Paper or Plastic?

Choosing between books and ebooks

Paper or Plastic

I’m a traditional guy. I like cars without power windows, entry-level lights and decorations on my Christmas tree, and situation comedies that actually contain comedy. So it’s a given that I like physical books. But I’m a programmer by trade, so I also get excited about the new methods of delivering book content electronically.

When I originally came up with the Well-Read Man Project concept, I always assumed that I would select ordinary paperback or hardcover books when it came time to read each selection. I have a first-generation Kindle, and while it is nice for reading books casually, adding highlights and margin notes is not its forte, even with the embedded keyboard. Besides, this project is about reading great, classic works. If a perfect-bound softcover book with burst-cut trim was good enough for Homer, it is good enough for me.

So I was surprised when my mind started hinting at ebooks. Surprisingly, the issue was cost. With fifty great works to read, plus a few other supporting volumes for research purposes, investing in all-new books was likely to cost me well over $500, even after pleading with my bookseller to have mercy on me. Being naturally cheap, I planned to purchase most of the books used. Buying used books online is an option, but once you add in shipping, the cost isn’t much better than choosing new. Used book options are limited in Orange County, but there are a few Half Price Books locations in the Phoenix metro area. They sell books for half off the original cover price, so a thirty-year-old copy of Plato’s works could set you back a whopping 75 cents. Since I have family in the Valley of the Sun, I decided to drive over for a weekend and pick up the books in one whirlwind shopping spree.

At least that was my plan until Moammar Gadhafi asked for a ride. Thanks to events in the Middle East, it will cost me nearly $200 to make the cross-desert journey to Phoenix, not to mention the cost of the books, food for the trip, and sunscreen.

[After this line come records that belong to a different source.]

//! Ingestion pipeline.
//!
//! Ties classification, the dedup store, and the playlist providers
//! together. The live path ([`Pipeline::ingest_message`]) and the backlog
//! path ([`Pipeline::replay_backlog`]) both funnel every message through
//! [`Pipeline::ingest`], so they share one dedup story:
//!
//! ```text
//! text ─▶ extract_links ─▶ provider configured? ─▶ is_processed ─▶ try_claim
//!                                                                     │
//!            mark_processed ◀── resolve_title ◀── ok ◀── add_track ◀──┘
//!            release_claim  ◀─────────────────── err ◀──┘
//! ```
//!
//! Links are keyed by their canonical URL, so the same video pasted as
//! `youtu.be/..` and `m.youtube.com/watch?v=..` is synced once.

use anyhow::{bail, Result};
use serde::Serialize;
use std::collections::BTreeMap;
use std::fmt;
use std::sync::Arc;
use tokio_util::sync::CancellationToken;

use crate::classify::{extract_links, normalize};
use crate::history::MessageHistory;
use crate::models::{ChatMessage, ExtractedLink, ProviderKind};
use crate::providers::{ProviderError, Providers};
use crate::store::{Claim, DedupStore};

/// Largest backlog a single replay may request.
pub const MAX_BACKLOG: usize = 100;

/// What happened to one link.
#[derive(Debug, Clone, PartialEq, Eq, Serialize)]
#[serde(tag = "outcome", rename_all = "snake_case")]
pub enum LinkOutcome {
    /// The playlist holds the track and the store records it.
    /// `newly_added` is false when the track was already in the playlist.
    Synced { newly_added: bool },
    /// Already recorded for this community, or claimed by a concurrent caller.
    Duplicate,
    /// No client is configured for the link's provider. Store untouched.
    UnconfiguredProvider,
    /// The sync did not complete; the link stays unrecorded.
    Failed { error: String },
}

#[derive(Debug, Clone, PartialEq, Eq, Serialize)]
pub struct LinkReport {
    pub raw_url: String,
    /// Canonical URL used as the dedup key.
    pub url: String,
    pub provider: ProviderKind,
    #[serde(flatten)]
    pub outcome: LinkOutcome,
}

/// Aggregate counters for a backlog replay.
#[derive(Debug, Clone, Default, PartialEq, Eq, Serialize)]
pub struct BacklogSummary {
    pub total_links_seen: usize,
    pub synced_by_provider: BTreeMap<ProviderKind, usize>,
    pub skipped_unconfigured_provider: usize,
    pub duplicates: usize,
    pub failed: usize,
    pub messages_scanned: usize,
}

impl BacklogSummary {
    pub fn record(&mut self, reports: &[LinkReport]) {
        for report in reports {
            self.total_links_seen += 1;
            match &report.outcome {
                LinkOutcome::Synced { .. } => {
                    *self.synced_by_provider.entry(report.provider).or_default() += 1
                }
                LinkOutcome::Duplicate => self.duplicates += 1,
                LinkOutcome::UnconfiguredProvider => self.skipped_unconfigured_provider += 1,
                LinkOutcome::Failed { .. } => self.failed += 1,
            }
        }
    }

    pub fn synced(&self, provider: ProviderKind) -> usize {
        self.synced_by_provider.get(&provider).copied().unwrap_or(0)
    }
}

impl fmt::Display for BacklogSummary {
    fn fmt(&self, f: &mut fmt::Formatter<'_>) -> fmt::Result {
        writeln!(f, "  messages scanned: {}", self.messages_scanned)?;
        writeln!(f, "  links seen: {}", self.total_links_seen)?;
        for kind in ProviderKind::ALL {
            writeln!(f, "  synced to {}: {}", kind.display_name(), self.synced(kind))?;
        }
        writeln!(f, "  duplicates: {}", self.duplicates)?;
        writeln!(
            f,
            "  skipped (provider not configured): {}",
            self.skipped_unconfigured_provider
        )?;
        write!(f, "  failed: {}", self.failed)
    }
}

/// The shared ingestion path.
#[derive(Clone)]
pub struct Pipeline {
    store: Arc<dyn DedupStore>,
    providers: Providers,
    shutdown: CancellationToken,
}

impl Pipeline {
    pub fn new(store: Arc<dyn DedupStore>, providers: Providers, shutdown: CancellationToken) -> Self {
        Self {
            store,
            providers,
            shutdown,
        }
    }

    pub fn providers(&self) -> &Providers {
        &self.providers
    }

    /// Classify `raw_text` and sync every link it contains, in order.
    ///
    /// Never fails as a whole: a problem with one link becomes that link's
    /// [`LinkOutcome::Failed`].
    pub async fn ingest(&self, community_id: i64, raw_text: &str) -> Vec<LinkReport> {
        let links = extract_links(raw_text);
        let mut reports = Vec::with_capacity(links.len());

        for link in links {
            let url = normalize(&link.raw_url).unwrap_or_else(|| link.raw_url.clone());
            let outcome = self.process_link(community_id, &link, &url).await;
            reports.push(LinkReport {
                raw_url: link.raw_url,
                url,
                provider: link.provider,
                outcome,
            });
        }

        reports
    }

    /// Live path: ingest one chat message. Bot-authored messages are ignored.
    pub async fn ingest_message(&self, community_id: i64, message: &ChatMessage) -> Vec<LinkReport> {
        if message.author_is_bot {
            return Vec::new();
        }
        self.ingest(community_id, &message.content).await
    }

    /// Backlog path: replay the `count` most recent messages, oldest first.
    pub async fn replay_backlog(
        &self,
        community_id: i64,
        history: &dyn MessageHistory,
        count: usize,
    ) -> Result<BacklogSummary> {
        if !(1..=MAX_BACKLOG).contains(&count) {
            bail!("backlog count must be between 1 and {}, got {}", MAX_BACKLOG, count);
        }

        let mut messages = history.fetch_recent(count).await?;
        messages.reverse();

        let mut summary = BacklogSummary::default();
        for message in messages.iter().filter(|m| !m.author_is_bot) {
            if self.shutdown.is_cancelled() {
                tracing::warn!(
                    community_id,
                    scanned = summary.messages_scanned,
                    "Backlog replay interrupted by shutdown"
                );
                break;
            }
            let reports = self.ingest(community_id, &message.content).await;
            summary.record(&reports);
            summary.messages_scanned += 1;
        }

        tracing::info!(
            community_id,
            links = summary.total_links_seen,
            failed = summary.failed,
            "Backlog replay finished"
        );
        Ok(summary)
    }

    async fn process_link(&self, community_id: i64, link: &ExtractedLink, url: &str) -> LinkOutcome {
        let Some(provider) = self.providers.get(link.provider) else {
            tracing::debug!(url, "{} is not configured; skipping", link.provider.display_name());
            return LinkOutcome::UnconfiguredProvider;
        };

        match self.store.is_processed(community_id, url).await {
            Ok(true) => return LinkOutcome::Duplicate,
            Ok(false) => {}
            Err(e) => return storage_failure(url, e),
        }

        // The store's uniqueness constraint decides who syncs; losers report duplicate.
        match self.store.try_claim(community_id, url, link.provider).await {
            Ok(Claim::Claimed) => {}
            Ok(Claim::AlreadyRecorded) => return LinkOutcome::Duplicate,
            Err(e) => return storage_failure(url, e),
        }

        let added = tokio::select! {
            r = provider.add_track(&link.external_id) => r,
            _ = self.shutdown.cancelled() => Err(ProviderError::cancelled()),
        };

        let added = match added {
            Ok(outcome) => outcome,
            Err(e) => {
                if e.is_transient() {
                    tracing::warn!(url, "Sync to {} failed, will retry later: {}", link.provider, e);
                } else {
                    tracing::error!(url, "Sync to {} failed: {}", link.provider, e);
                }
                self.release(community_id, url).await;
                return LinkOutcome::Failed {
                    error: e.to_string(),
                };
            }
        };

        let title = tokio::select! {
            t = provider.resolve_title(&link.external_id) => t,
            _ = self.shutdown.cancelled() => None,
        };

        if let Err(e) = self
            .store
            .mark_processed(
                community_id,
                url,
                link.provider,
                Some(&link.external_id),
                title.as_deref(),
            )
            .await
        {
            // The playlist holds the track; a retry will find it present.
            tracing::error!(url, "Synced but could not record: {:#}", e);
            self.release(community_id, url).await;
            return LinkOutcome::Failed {
                error: format!("synced but not recorded: {}", e),
            };
        }

        tracing::info!(
            community_id,
            url,
            title = title.as_deref().unwrap_or(""),
            newly_added = added.newly_added(),
            "Synced link to {}",
            link.provider.display_name()
        );
        LinkOutcome::Synced {
            newly_added: added.newly_added(),
        }
    }

    async fn release(&self, community_id: i64, url: &str) {
        if let Err(e) = self.store.release_claim(community_id, url).await {
            tracing::error!(url, "Failed to release claim: {:#}", e);
        }
    }
}

fn storage_failure(url: &str, e: anyhow::Error) -> LinkOutcome {
    tracing::error!(url, "Dedup store error: {:#}", e);
    LinkOutcome::Failed {
        error: format!("storage error: {}", e),
    }
}
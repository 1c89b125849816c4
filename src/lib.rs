//! # Playlist Relay
//!
//! Collects music links posted in chat communities and keeps a shared
//! YouTube playlist and a shared SoundCloud playlist in sync with them.
//!
//! ## Architecture
//!
//! ```text
//! ┌─────────────┐   ┌──────────┐   ┌──────────────┐   ┌───────────────┐
//! │ chat / CLI  │──▶│ Pipeline │──▶│  Dedup Store │   │ Token Manager │
//! │ live+backlog│   │ classify │   │ SQLite       │   │ OAuth + PKCE  │
//! └─────────────┘   └────┬─────┘   └──────────────┘   └───────┬───────┘
//!                        │                                    │
//!                        ▼                                    │
//!                 ┌──────────────┐                            │
//!                 │  Providers   │◀───────────────────────────┘
//!                 │ YouTube / SC │
//!                 └──────────────┘
//! ```
//!
//! ## Quick Start
//!
//! ```bash
//! relay init                         # create database
//! relay auth youtube                 # consent in the browser, token stored
//! relay ingest --community 1 "https://youtu.be/dQw4w9WgXcQ"
//! relay backlog --community 1 --history export.jsonl --count 50
//! ```
//!
//! ## Modules
//!
//! | Module | Purpose |
//! |--------|---------|
//! | [`classify`] | URL extraction, provider identification, canonical URLs |
//! | [`store`] | Dedup store trait, SQLite and in-memory backends |
//! | [`oauth`] | PKCE authorization, token refresh, persistence |
//! | [`providers`] | YouTube and SoundCloud playlist clients |
//! | [`ingest`] | Live and backlog ingestion pipeline |
//! | [`history`] | Channel history sources for backlog replay |
//! | [`service`] | Long-lived service wiring and shutdown |
//! | [`config`] | TOML configuration parsing |
//! | [`models`] | Core data types |
//! | [`db`] | Database connection |
//! | [`migrate`] | Schema migrations |
//! | [`stats`] | Store statistics |
//! | [`status`] | Provider readiness |

pub mod classify;
pub mod config;
pub mod db;
pub mod history;
pub mod ingest;
pub mod migrate;
pub mod models;
pub mod oauth;
pub mod providers;
pub mod service;
pub mod stats;
pub mod status;
pub mod store;
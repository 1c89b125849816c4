//! YouTube Data API v3 playlist client.
//!
//! Membership is checked with `playlistItems.list`, paging through
//! `nextPageToken`; tracks are appended with `playlistItems.insert`.
//! Titles come from `videos.list`, using the read-only API key when one is
//! configured so a title lookup never triggers a consent prompt.

use async_trait::async_trait;
use serde::Deserialize;
use serde_json::json;

use super::{
    status_error, ApiClient, DefinitiveError, OAuthDefaults, PlaylistProvider, ProviderError,
    PAGE_SIZE,
};
use crate::models::ProviderKind;
use crate::oauth::AuthScheme;

pub const API_BASE: &str = "https://www.googleapis.com/youtube/v3";

pub(crate) fn oauth_defaults() -> OAuthDefaults {
    OAuthDefaults {
        auth_url: "https://accounts.google.com/o/oauth2/v2/auth",
        token_url: "https://oauth2.googleapis.com/token",
        api_base: API_BASE,
        probe_path: "/channels?part=id&mine=true",
        scopes: &["https://www.googleapis.com/auth/youtube"],
        // Google only issues a refresh token for offline access.
        extra_auth_params: &[("access_type", "offline"), ("prompt", "consent")],
        auth_scheme: AuthScheme::Bearer,
    }
}

pub struct YouTubeClient {
    api: ApiClient,
    api_base: String,
    playlist_id: String,
    api_key: Option<String>,
}

#[derive(Debug, Deserialize)]
#[serde(rename_all = "camelCase")]
struct PlaylistItemsPage {
    #[serde(default)]
    items: Vec<PlaylistItem>,
    next_page_token: Option<String>,
}

#[derive(Debug, Deserialize)]
struct PlaylistItem {
    snippet: Option<PlaylistItemSnippet>,
}

#[derive(Debug, Deserialize)]
#[serde(rename_all = "camelCase")]
struct PlaylistItemSnippet {
    resource_id: Option<ResourceId>,
}

#[derive(Debug, Deserialize)]
#[serde(rename_all = "camelCase")]
struct ResourceId {
    video_id: Option<String>,
}

#[derive(Debug, Deserialize)]
struct VideoList {
    #[serde(default)]
    items: Vec<Video>,
}

#[derive(Debug, Deserialize)]
struct Video {
    snippet: Option<VideoSnippet>,
}

#[derive(Debug, Deserialize)]
struct VideoSnippet {
    title: Option<String>,
}

#[derive(Debug, Deserialize)]
struct ErrorEnvelope {
    error: ErrorBody,
}

#[derive(Debug, Deserialize)]
struct ErrorBody {
    #[serde(default)]
    message: String,
    #[serde(default)]
    errors: Vec<ErrorItem>,
}

#[derive(Debug, Deserialize)]
struct ErrorItem {
    #[serde(default)]
    reason: String,
}

impl YouTubeClient {
    pub fn new(
        api: ApiClient,
        api_base: Option<String>,
        playlist_id: String,
        api_key: Option<String>,
    ) -> Self {
        let api_base = api_base
            .unwrap_or_else(|| API_BASE.to_string())
            .trim_end_matches('/')
            .to_string();
        Self {
            api,
            api_base,
            playlist_id,
            api_key: api_key.filter(|k| !k.trim().is_empty()),
        }
    }

    fn url(&self, path: &str) -> String {
        format!("{}/{}", self.api_base, path)
    }

    /// Turn a non-success response into a typed error, reading Google's
    /// `error.errors[].reason` where present.
    async fn error_from(&self, resp: reqwest::Response, video_id: &str) -> ProviderError {
        let status = resp.status();
        let body = resp.text().await.unwrap_or_default();
        let parsed = serde_json::from_str::<ErrorEnvelope>(&body).ok();
        let reason = parsed
            .as_ref()
            .and_then(|e| e.error.errors.first())
            .map(|e| e.reason.as_str())
            .unwrap_or_default();
        let message = parsed
            .as_ref()
            .map(|e| e.error.message.clone())
            .unwrap_or(body.clone());

        match reason {
            "videoNotFound" => DefinitiveError::TrackNotFound(video_id.to_string()).into(),
            "playlistNotFound" => DefinitiveError::PlaylistNotFound(self.playlist_id.clone()).into(),
            "forbidden" | "insufficientPermissions" | "playlistItemsNotAccessible" => {
                DefinitiveError::PermissionDenied(message).into()
            }
            "quotaExceeded" | "rateLimitExceeded" | "userRateLimitExceeded" => {
                ProviderError::Transient(format!("{}: {}", reason, message))
            }
            _ => {
                let playlist_id = self.playlist_id.clone();
                status_error(status, &message, move |_| {
                    DefinitiveError::PlaylistNotFound(playlist_id)
                })
            }
        }
    }
}

#[async_trait]
impl PlaylistProvider for YouTubeClient {
    fn kind(&self) -> ProviderKind {
        ProviderKind::YouTube
    }

    async fn is_track_present(&self, external_id: &str) -> Result<bool, ProviderError> {
        let url = self.url("playlistItems");
        let mut page_token: Option<String> = None;
        let mut pages = 0u32;
        let page_size = PAGE_SIZE.to_string();

        loop {
            let token = page_token.clone();
            let resp = self
                .api
                .send(|http| {
                    let mut req = http.get(&url).query(&[
                        ("part", "snippet"),
                        ("playlistId", self.playlist_id.as_str()),
                        ("maxResults", page_size.as_str()),
                    ]);
                    if let Some(t) = &token {
                        req = req.query(&[("pageToken", t.as_str())]);
                    }
                    req
                })
                .await?;

            if !resp.status().is_success() {
                return Err(self.error_from(resp, external_id).await);
            }

            let page: PlaylistItemsPage = resp.json().await?;
            pages += 1;
            let found = page.items.iter().any(|item| {
                item.snippet
                    .as_ref()
                    .and_then(|s| s.resource_id.as_ref())
                    .and_then(|r| r.video_id.as_deref())
                    == Some(external_id)
            });
            if found {
                tracing::debug!(video_id = external_id, pages, "Video already in playlist");
                return Ok(true);
            }

            match page.next_page_token.filter(|t| !t.is_empty()) {
                Some(next) => page_token = Some(next),
                None => return Ok(false),
            }
        }
    }

    async fn insert_track(&self, external_id: &str) -> Result<(), ProviderError> {
        let url = self.url("playlistItems");
        let body = json!({
            "snippet": {
                "playlistId": self.playlist_id,
                "resourceId": {
                    "kind": "youtube#video",
                    "videoId": external_id,
                }
            }
        });

        let resp = self
            .api
            .send(|http| http.post(&url).query(&[("part", "snippet")]).json(&body))
            .await?;
        if !resp.status().is_success() {
            return Err(self.error_from(resp, external_id).await);
        }

        tracing::info!(video_id = external_id, "Added video to YouTube playlist");
        Ok(())
    }

    async fn resolve_title(&self, external_id: &str) -> Option<String> {
        let url = self.url("videos");
        let query = [("part", "snippet"), ("id", external_id)];

        let resp = match &self.api_key {
            Some(key) => self
                .api
                .http()
                .get(&url)
                .query(&query)
                .query(&[("key", key.as_str())])
                .send()
                .await
                .map_err(ProviderError::from),
            None => self.api.send(|http| http.get(&url).query(&query)).await,
        };

        let resp = match resp {
            Ok(r) if r.status().is_success() => r,
            Ok(r) => {
                tracing::debug!(video_id = external_id, "Title lookup returned {}", r.status());
                return None;
            }
            Err(e) => {
                tracing::debug!(video_id = external_id, "Title lookup failed: {}", e);
                return None;
            }
        };

        let list: VideoList = resp.json().await.ok()?;
        list.items
            .into_iter()
            .next()
            .and_then(|v| v.snippet)
            .and_then(|s| s.title)
    }
}
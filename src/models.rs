//! Core data models used throughout the relay.
//!
//! These types represent the links, dedup records, and credentials that flow
//! through classification, deduplication, and playlist sync.

use chrono::{DateTime, Utc};
use serde::{Deserialize, Serialize};
use std::fmt;
use std::str::FromStr;

/// The external service a link belongs to.
#[derive(Debug, Clone, Copy, PartialEq, Eq, Hash, PartialOrd, Ord, Serialize, Deserialize)]
#[serde(rename_all = "lowercase")]
pub enum ProviderKind {
    YouTube,
    SoundCloud,
    Unknown,
}

impl ProviderKind {
    /// The providers a playlist can be synced to.
    pub const ALL: [ProviderKind; 2] = [ProviderKind::YouTube, ProviderKind::SoundCloud];

    /// Stable lowercase label, used as the `provider` column value.
    pub fn as_str(&self) -> &'static str {
        match self {
            ProviderKind::YouTube => "youtube",
            ProviderKind::SoundCloud => "soundcloud",
            ProviderKind::Unknown => "unknown",
        }
    }

    /// Human-readable display name.
    pub fn display_name(&self) -> &'static str {
        match self {
            ProviderKind::YouTube => "YouTube",
            ProviderKind::SoundCloud => "SoundCloud",
            ProviderKind::Unknown => "Unknown",
        }
    }
}

impl fmt::Display for ProviderKind {
    fn fmt(&self, f: &mut fmt::Formatter<'_>) -> fmt::Result {
        f.write_str(self.as_str())
    }
}

impl FromStr for ProviderKind {
    type Err = anyhow::Error;

    fn from_str(s: &str) -> Result<Self, Self::Err> {
        match s.to_ascii_lowercase().as_str() {
            "youtube" => Ok(ProviderKind::YouTube),
            "soundcloud" => Ok(ProviderKind::SoundCloud),
            "unknown" => Ok(ProviderKind::Unknown),
            other => anyhow::bail!(
                "Unknown provider: '{}'. Must be youtube or soundcloud.",
                other
            ),
        }
    }
}

/// A link found in free text, already classified.
///
/// Produced fresh per classification call and never persisted.
#[derive(Debug, Clone, PartialEq, Eq)]
pub struct ExtractedLink {
    /// The URL exactly as it appeared in the text.
    pub raw_url: String,
    pub provider: ProviderKind,
    /// Video id (YouTube) or `user/track` path (SoundCloud).
    pub external_id: String,
}

/// A `(community, url)` pair that has been synced to a playlist.
#[derive(Debug, Clone, PartialEq, Eq)]
pub struct ProcessedLinkRecord {
    pub community_id: i64,
    /// Canonical URL (see [`crate::classify::normalize`]).
    pub url: String,
    pub provider: ProviderKind,
    pub external_id: Option<String>,
    pub title: Option<String>,
    pub processed_at: DateTime<Utc>,
}

/// A message as delivered by the chat platform.
#[derive(Debug, Clone, Serialize, Deserialize)]
pub struct ChatMessage {
    #[serde(default)]
    pub author_is_bot: bool,
    pub posted_at: DateTime<Utc>,
    pub content: String,
}

impl ChatMessage {
    pub fn new(content: impl Into<String>, posted_at: DateTime<Utc>) -> Self {
        Self {
            author_is_bot: false,
            posted_at,
            content: content.into(),
        }
    }
}
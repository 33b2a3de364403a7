//! Scoring and suggestion capabilities backed by the scoring service.

use crate::error::ErrorKind;
use crate::transport::{HttpTransport, TransportError, format_endpoint};
use async_trait::async_trait;
use serde::{Deserialize, Serialize};
use thiserror::Error;

/// Errors raised by scoring capabilities.
#[derive(Debug, Error)]
pub enum ScoringError {
    /// Scoring service could not be reached or rejected the request.
    #[error("Scoring request failed: {0}")]
    Transport(#[from] TransportError),
    /// Scores fell outside the unit interval.
    #[error("Scoring service returned an out-of-range score: {0}")]
    OutOfRange(f64),
}

impl ScoringError {
    /// Classify the failure for callers.
    pub fn kind(&self) -> ErrorKind {
        match self {
            Self::Transport(error) => error.kind(),
            Self::OutOfRange(_) => ErrorKind::MalformedUpstreamOutput,
        }
    }
}

/// Fit of a resume against a job description.
#[derive(Debug, Clone, Default, PartialEq, Serialize, Deserialize)]
pub struct ScoreReport {
    /// Blended score in `[0, 1]`.
    pub final_score: f64,
    /// Embedding similarity component.
    pub semantic_score: f64,
    /// Keyword overlap component.
    pub keyword_score: f64,
    /// Job keywords the resume does not mention, most important first.
    #[serde(default)]
    pub missing_keywords: Vec<String>,
}

impl ScoreReport {
    fn validate(self) -> Result<Self, ScoringError> {
        for score in [self.final_score, self.semantic_score, self.keyword_score] {
            if !(0.0..=1.0).contains(&score) {
                return Err(ScoringError::OutOfRange(score));
            }
        }
        Ok(self)
    }
}

/// Scores resume text against a job description.
#[async_trait]
pub trait ResumeScorer: Send + Sync {
    /// Score `resume_text` against `job_description`.
    async fn score(&self, job_description: &str, resume_text: &str) -> Result<ScoreReport, ScoringError>;
}

/// Turns missing keywords into improvement suggestions.
#[async_trait]
pub trait SuggestionProvider: Send + Sync {
    /// Suggestions addressing `missing_keywords`.
    async fn suggest(&self, missing_keywords: &[String]) -> Result<Vec<String>, ScoringError>;
}

#[derive(Serialize)]
struct ScoreRequest<'a> {
    job_description: &'a str,
    resume_text: &'a str,
}

#[derive(Serialize)]
struct SuggestRequest<'a> {
    missing_keywords: &'a [String],
}

#[derive(Deserialize)]
struct SuggestResponse {
    suggestions: Vec<String>,
}

/// Client for the scoring service (`POST /score`, `POST /suggest`).
pub struct HttpScoringClient {
    transport: HttpTransport,
    base_url: String,
}

impl HttpScoringClient {
    /// Build a client for the scoring service at `base_url`.
    pub fn new(transport: HttpTransport, base_url: String) -> Self {
        Self {
            transport,
            base_url,
        }
    }
}

#[async_trait]
impl ResumeScorer for HttpScoringClient {
    async fn score(&self, job_description: &str, resume_text: &str) -> Result<ScoreReport, ScoringError> {
        let url = format_endpoint(&self.base_url, "score");
        let report: ScoreReport = self
            .transport
            .post_json(
                &url,
                &ScoreRequest {
                    job_description,
                    resume_text,
                },
            )
            .await?;
        tracing::debug!(
            final_score = report.final_score,
            missing = report.missing_keywords.len(),
            "Resume scored"
        );
        report.validate()
    }
}

#[async_trait]
impl SuggestionProvider for HttpScoringClient {
    async fn suggest(&self, missing_keywords: &[String]) -> Result<Vec<String>, ScoringError> {
        if missing_keywords.is_empty() {
            return Ok(Vec::new());
        }
        let url = format_endpoint(&self.base_url, "suggest");
        let response: SuggestResponse = self
            .transport
            .post_json(&url, &SuggestRequest { missing_keywords })
            .await?;
        Ok(response.suggestions)
    }
}

#[cfg(test)]
mod tests {
    use super::*;
    use crate::transport::RetryPolicy;
    use httpmock::{Method::POST, MockServer};
    use serde_json::json;
    use std::time::Duration;

    fn client(server: &MockServer) -> HttpScoringClient {
        let transport =
            HttpTransport::new(Duration::from_secs(5), RetryPolicy::immediate(0)).expect("transport");
        HttpScoringClient::new(transport, server.base_url())
    }

    #[tokio::test]
    async fn score_posts_job_and_resume_text() {
        let server = MockServer::start_async().await;
        let mock = server
            .mock_async(|when, then| {
                when.method(POST).path("/score").json_body(json!({
                    "job_description": "Rust role",
                    "resume_text": "### SUMMARY\nRust engineer."
                }));
                then.status(200).json_body(json!({
                    "final_score": 0.72,
                    "semantic_score": 0.8,
                    "keyword_score": 0.6,
                    "missing_keywords": ["kubernetes"]
                }));
            })
            .await;

        let report = client(&server)
            .score("Rust role", "### SUMMARY\nRust engineer.")
            .await
            .expect("score");

        mock.assert_async().await;
        assert!((report.final_score - 0.72).abs() < f64::EPSILON);
        assert_eq!(report.missing_keywords, vec!["kubernetes".to_string()]);
    }

    #[tokio::test]
    async fn out_of_range_scores_are_malformed() {
        let server = MockServer::start_async().await;
        server
            .mock_async(|when, then| {
                when.method(POST).path("/score");
                then.status(200).json_body(json!({
                    "final_score": 7.5,
                    "semantic_score": 0.8,
                    "keyword_score": 0.6,
                    "missing_keywords": []
                }));
            })
            .await;

        let error = client(&server).score("jd", "text").await.expect_err("range");
        assert_eq!(error.kind(), ErrorKind::MalformedUpstreamOutput);
    }

    #[tokio::test]
    async fn suggest_skips_the_service_without_keywords() {
        let server = MockServer::start_async().await;
        let mock = server
            .mock_async(|when, then| {
                when.method(POST)
                    .path("/suggest")
                    .json_body(json!({ "missing_keywords": ["docker"] }));
                then.status(200)
                    .json_body(json!({ "suggestions": ["Mention container work."] }));
            })
            .await;
        let scoring = client(&server);

        assert!(scoring.suggest(&[]).await.expect("empty").is_empty());
        let suggestions = scoring.suggest(&["docker".to_string()]).await.expect("suggest");

        mock.assert_hits_async(1).await;
        assert_eq!(suggestions, vec!["Mention container work.".to_string()]);
    }
}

That’s when the ebook option started to look attractive. Technology has come a long way since the first Kindle. The iBooks app on the iPad highlights passages and adds notes with little effort. Barnes & Noble’s Nook Color device has similar features, and at just over $200. Let’s see: pay gas and spend a weekend with the relatives, or buy a geek toy. What a dilemma.

I’m leaning toward an Apple iPad 2 (16GB White WiFi-only, $499), something I thought I would never buy. There are other options out there. Here’s where you can help: buy me an iPad 2. Or, add your own advice in the Footnotes section below about whether I should choose paper or plastic, or what device I should consider.

[Image Credits: Maximilian Schönherr under a Creative Commons license]


  1. Well Tim I realize this article is dated, but I wanted to commiserate a little because I have made a similar ‘transition’ to yours. I use Kindle in three places–an iMac, a Windows PC, and an iPad Air (2 I believe). I wanted my reading material to be more portable. But as of 2012 when I retired from the work world that became secondary. I wanted to lighten my load–the volume of my household effects–since I envisioned a more “gypsy-like’ existence of moving around from one place to another.

    I know that you understand the tech side of things well since I first met you in your “Learning C# STF” book (Kindle Edition by the way). So you know that ‘plastic’ is the future–and the present actually. Over the past few years I have become pretty fluid in this e-Book world. My only concern is what will happen if/when it is cut off (internet is severely limited or worse)?

    As I read your articles here I see that we share lots of ideas and beliefs. Keep up the good work.

  2. Thank you for your feedback. As you probably read in other articles on this site, I did eventually obtain an iPad 2. It gave me a good five years of service. Just last fall, I passed it on to a family member, and replaced it with the iPad Air 2, also a decent machine.

    I’m still on the fence about whether paper or plastic is better. For current publications, electronic is great. But I’m in the middle of doing research on American history, and it’s surprising how difficult it is to find old books of sufficient quality or availability through electronic means. The Google Books scanning project from years ago put a lot of old texts online, but because the conversion was automated, the books are riddled with font-interpretation errors, making searching difficult. Highlighting and note-taking on an iPad is still cumbersome, at least compared to paper, and I can’t believe how much time I spend trying to beat the commenting features of each e-book program into submission, something that was never necessary with paper.